Выйдя из машины, он ненадолго отлучился в кусты, взяв правее от направления, в котором ушла Марта. Ушла она надолго, Роман уже заволновался, не заблудилась ли где ненароком.

Он оросил сосенку и уже возвращался к машине, когда услыхал, как поблизости хрустнула ветка. По привычке замерев на месте, увидел сквозь кусты идущую обратно Марту. Лицо ее было сурово-сосредоточенно, на ходу она положила в сумку мобильный.

Интересно, кому она звонила? И забралась так далеко, что Роман не слышал ее голоса. Хотела, чтобы он не знал о звонке? Но какое ему дело, куда она звонит? У нее своя жизнь, до которой ему нет дела. Наверное, давала указания компаньону Жаку, чтобы бизнес не замирал. Совместила полезное с приятным. А забралась далеко из деликатности, дамочка воспитанная, галереей искусств владеет.

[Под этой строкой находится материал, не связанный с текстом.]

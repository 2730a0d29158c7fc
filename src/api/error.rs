//! Error taxonomy shared by the client, the authenticator and the stream iterator

use serde::{Deserialize, Serialize};
use serde_json::Value;
use std::fmt;
use thiserror::Error;

/// Application error codes the server documents as transient.
///
/// 2: service unavailable, 18: QPS limit, 336100: server high load,
/// 336501: RPM limit, 336502: TPM limit.
pub const RETRYABLE_ERROR_CODES: [i64; 5] = [2, 18, 336100, 336501, 336502];

/// Codes meaning the access token was rejected: 110 invalid, 111 expired.
pub const TOKEN_INVALID_ERROR_CODES: [i64; 2] = [110, 111];

#[derive(Error, Debug, Clone)]
pub enum QianfanError {
    /// Caller misuse detected before any I/O
    #[error("Validation error: {0}")]
    Validation(String),

    #[error("Transport error: {0}")]
    Transport(#[from] TransportError),

    /// A frame or body that cannot be parsed into the expected shape
    #[error("Decode error: {0}")]
    Decode(String),

    /// A well-formed payload that reports a server-side failure
    #[error("{0}")]
    Application(#[from] ApplicationError),
}

/// Coarse classification callers can branch on
#[derive(Debug, Clone, Copy, PartialEq, Eq)]
pub enum ErrorKind {
    Validation,
    Transport,
    Decode,
    Application,
}

impl QianfanError {
    pub fn kind(&self) -> ErrorKind {
        match self {
            QianfanError::Validation(_) => ErrorKind::Validation,
            QianfanError::Transport(_) => ErrorKind::Transport,
            QianfanError::Decode(_) => ErrorKind::Decode,
            QianfanError::Application(_) => ErrorKind::Application,
        }
    }

    /// Whether a new attempt of the same request could succeed.
    ///
    /// Nothing in this crate retries; this only classifies.
    pub fn is_retryable(&self) -> bool {
        match self {
            QianfanError::Validation(_) | QianfanError::Decode(_) => false,
            QianfanError::Transport(e) => e.is_retryable(),
            QianfanError::Application(e) => e.is_retryable(),
        }
    }

    pub fn validation(msg: impl Into<String>) -> Self {
        QianfanError::Validation(msg.into())
    }

    pub fn decode(msg: impl Into<String>) -> Self {
        QianfanError::Decode(msg.into())
    }
}

impl From<serde_json::Error> for QianfanError {
    fn from(e: serde_json::Error) -> Self {
        QianfanError::Decode(e.to_string())
    }
}

impl From<reqwest::Error> for QianfanError {
    fn from(e: reqwest::Error) -> Self {
        if e.is_decode() {
            return QianfanError::Decode(e.to_string());
        }
        QianfanError::Transport(TransportError::from(e))
    }
}

/// What went wrong below the application layer
#[derive(Debug, Clone, Copy, PartialEq, Eq)]
pub enum TransportErrorKind {
    /// Connection or TLS setup failed
    Connect,
    /// The request or an idle read exceeded its deadline
    Timeout,
    /// Non-success HTTP status
    Status(u16),
    /// Reading the response body failed mid-way
    Body,
    /// The peer closed the stream before the end-of-stream marker
    Closed,
    Other,
}

impl fmt::Display for TransportErrorKind {
    fn fmt(&self, f: &mut fmt::Formatter<'_>) -> fmt::Result {
        match self {
            TransportErrorKind::Connect => write!(f, "connection failed"),
            TransportErrorKind::Timeout => write!(f, "timed out"),
            TransportErrorKind::Status(code) => write!(f, "HTTP {}", code),
            TransportErrorKind::Body => write!(f, "body read failed"),
            TransportErrorKind::Closed => write!(f, "stream closed"),
            TransportErrorKind::Other => write!(f, "request failed"),
        }
    }
}

#[derive(Error, Debug, Clone)]
#[error("{kind}: {message}")]
pub struct TransportError {
    pub kind: TransportErrorKind,
    pub message: String,
}

impl TransportError {
    pub fn new(kind: TransportErrorKind, message: impl Into<String>) -> Self {
        Self {
            kind,
            message: message.into(),
        }
    }

    pub fn status(code: u16, body: impl Into<String>) -> Self {
        Self::new(TransportErrorKind::Status(code), body)
    }

    pub fn closed(message: impl Into<String>) -> Self {
        Self::new(TransportErrorKind::Closed, message)
    }

    pub fn timeout(message: impl Into<String>) -> Self {
        Self::new(TransportErrorKind::Timeout, message)
    }

    pub fn is_retryable(&self) -> bool {
        match self.kind {
            TransportErrorKind::Connect
            | TransportErrorKind::Timeout
            | TransportErrorKind::Closed => true,
            TransportErrorKind::Status(code) => code == 429 || code >= 500,
            TransportErrorKind::Body | TransportErrorKind::Other => false,
        }
    }
}

impl From<reqwest::Error> for TransportError {
    fn from(e: reqwest::Error) -> Self {
        let kind = if e.is_timeout() {
            TransportErrorKind::Timeout
        } else if e.is_connect() {
            TransportErrorKind::Connect
        } else if let Some(status) = e.status() {
            TransportErrorKind::Status(status.as_u16())
        } else if e.is_body() {
            TransportErrorKind::Body
        } else {
            TransportErrorKind::Other
        };
        Self::new(kind, e.to_string())
    }
}

/// Error object reported by the server inside an otherwise well-formed payload
#[derive(Error, Debug, Clone, PartialEq, Serialize, Deserialize)]
#[error("API error {code}: {message}")]
pub struct ApplicationError {
    /// Numeric codes are kept in their decimal string form
    pub code: String,
    pub message: String,
    #[serde(skip_serializing_if = "Option::is_none")]
    pub error_type: Option<String>,
    #[serde(skip_serializing_if = "Option::is_none")]
    pub request_id: Option<String>,
}

impl ApplicationError {
    pub fn new(code: impl Into<String>, message: impl Into<String>) -> Self {
        Self {
            code: code.into(),
            message: message.into(),
            error_type: None,
            request_id: None,
        }
    }

    /// Extract an error report from a decoded JSON payload.
    ///
    /// Recognizes the three shapes the service uses:
    /// - `{"error": {"code": ..., "message": ..., "type": ...}}`
    /// - `{"error": "invalid_client", "error_description": "..."}` (token endpoint)
    /// - `{"error_code": 336003, "error_msg": "..."}`
    pub fn from_value(value: &Value) -> Option<Self> {
        let obj = value.as_object()?;
        let request_id = obj
            .get("id")
            .or_else(|| obj.get("request_id"))
            .or_else(|| obj.get("log_id"))
            .and_then(scalar_to_string);

        if let Some(error) = obj.get("error") {
            if let Some(inner) = error.as_object() {
                let code = inner
                    .get("code")
                    .and_then(scalar_to_string)
                    .unwrap_or_else(|| "unknown".to_string());
                let message = inner
                    .get("message")
                    .and_then(Value::as_str)
                    .unwrap_or("Unknown error")
                    .to_string();
                let error_type = inner
                    .get("type")
                    .and_then(Value::as_str)
                    .map(str::to_string);
                return Some(Self {
                    code,
                    message,
                    error_type,
                    request_id,
                });
            }
            if let Some(code) = error.as_str() {
                let message = obj
                    .get("error_description")
                    .and_then(Value::as_str)
                    .unwrap_or(code)
                    .to_string();
                return Some(Self {
                    code: code.to_string(),
                    message,
                    error_type: None,
                    request_id,
                });
            }
        }

        let code = obj.get("error_code").and_then(scalar_to_string)?;
        // error_code 0 means success on the legacy endpoints
        if code == "0" {
            return None;
        }
        let message = obj
            .get("error_msg")
            .and_then(Value::as_str)
            .unwrap_or("Unknown error")
            .to_string();
        Some(Self {
            code,
            message,
            error_type: None,
            request_id,
        })
    }

    pub fn numeric_code(&self) -> Option<i64> {
        self.code.parse().ok()
    }

    pub fn is_retryable(&self) -> bool {
        self.numeric_code()
            .map(|code| RETRYABLE_ERROR_CODES.contains(&code))
            .unwrap_or(false)
    }

    /// The server no longer accepts the access token that was sent
    pub fn is_token_invalid(&self) -> bool {
        self.numeric_code()
            .map(|code| TOKEN_INVALID_ERROR_CODES.contains(&code))
            .unwrap_or(false)
    }
}

fn scalar_to_string(value: &Value) -> Option<String> {
    match value {
        Value::String(s) => Some(s.clone()),
        Value::Number(n) => Some(n.to_string()),
        _ => None,
    }
}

Чай, неловко показывать себя в самом что ни на есть непрезентабельном виде.

Когда Роман подошел к машине, Марта уже сидела в салоне. Лицо ее было гораздо спокойнее, чем пару мину назад. Может, боялась, что в лесу ее сцапает дефензива, о которой говорил Слепцов, оттого и была такая напряженная?

– Ну что, едем дальше? – спросил Роман.

– А что, вы хотите повернуть назад? – немедленно отреагировала Марта.

– Да нет, не то чтобы…

– Тогда к чему эти дурацкие вопросы? Едем!

Вот и поговори с ней.

Ладно, подумал Роман, наше дело маленькое. Кто приказывает, тому и подчиняемся. Хотя иногда это уже начинало и надоедать.

Быхава оказался аккуратненьким городком с непременной ратушей, увенчанной бело-красным флагом Польши, и костелом, слегка просевшим от старости. Жителей на улицах было мало, машин еще меньше. Полицейские на въезде проводили красную «БМВ» внимательным взглядом, но и только.

Для состоятельного бизнесмена из России и его жены полиция была не страшна. Документы в порядке, машина зарегистрирована в Варшаве. Решили после Парижа покататься по дорогам Польши, выбрав неизбитые маршруты. Почему нет? Богатые люди имеют право ехать туда, куда им хочется. Экономика страны в любом случае окажется в выигрыше.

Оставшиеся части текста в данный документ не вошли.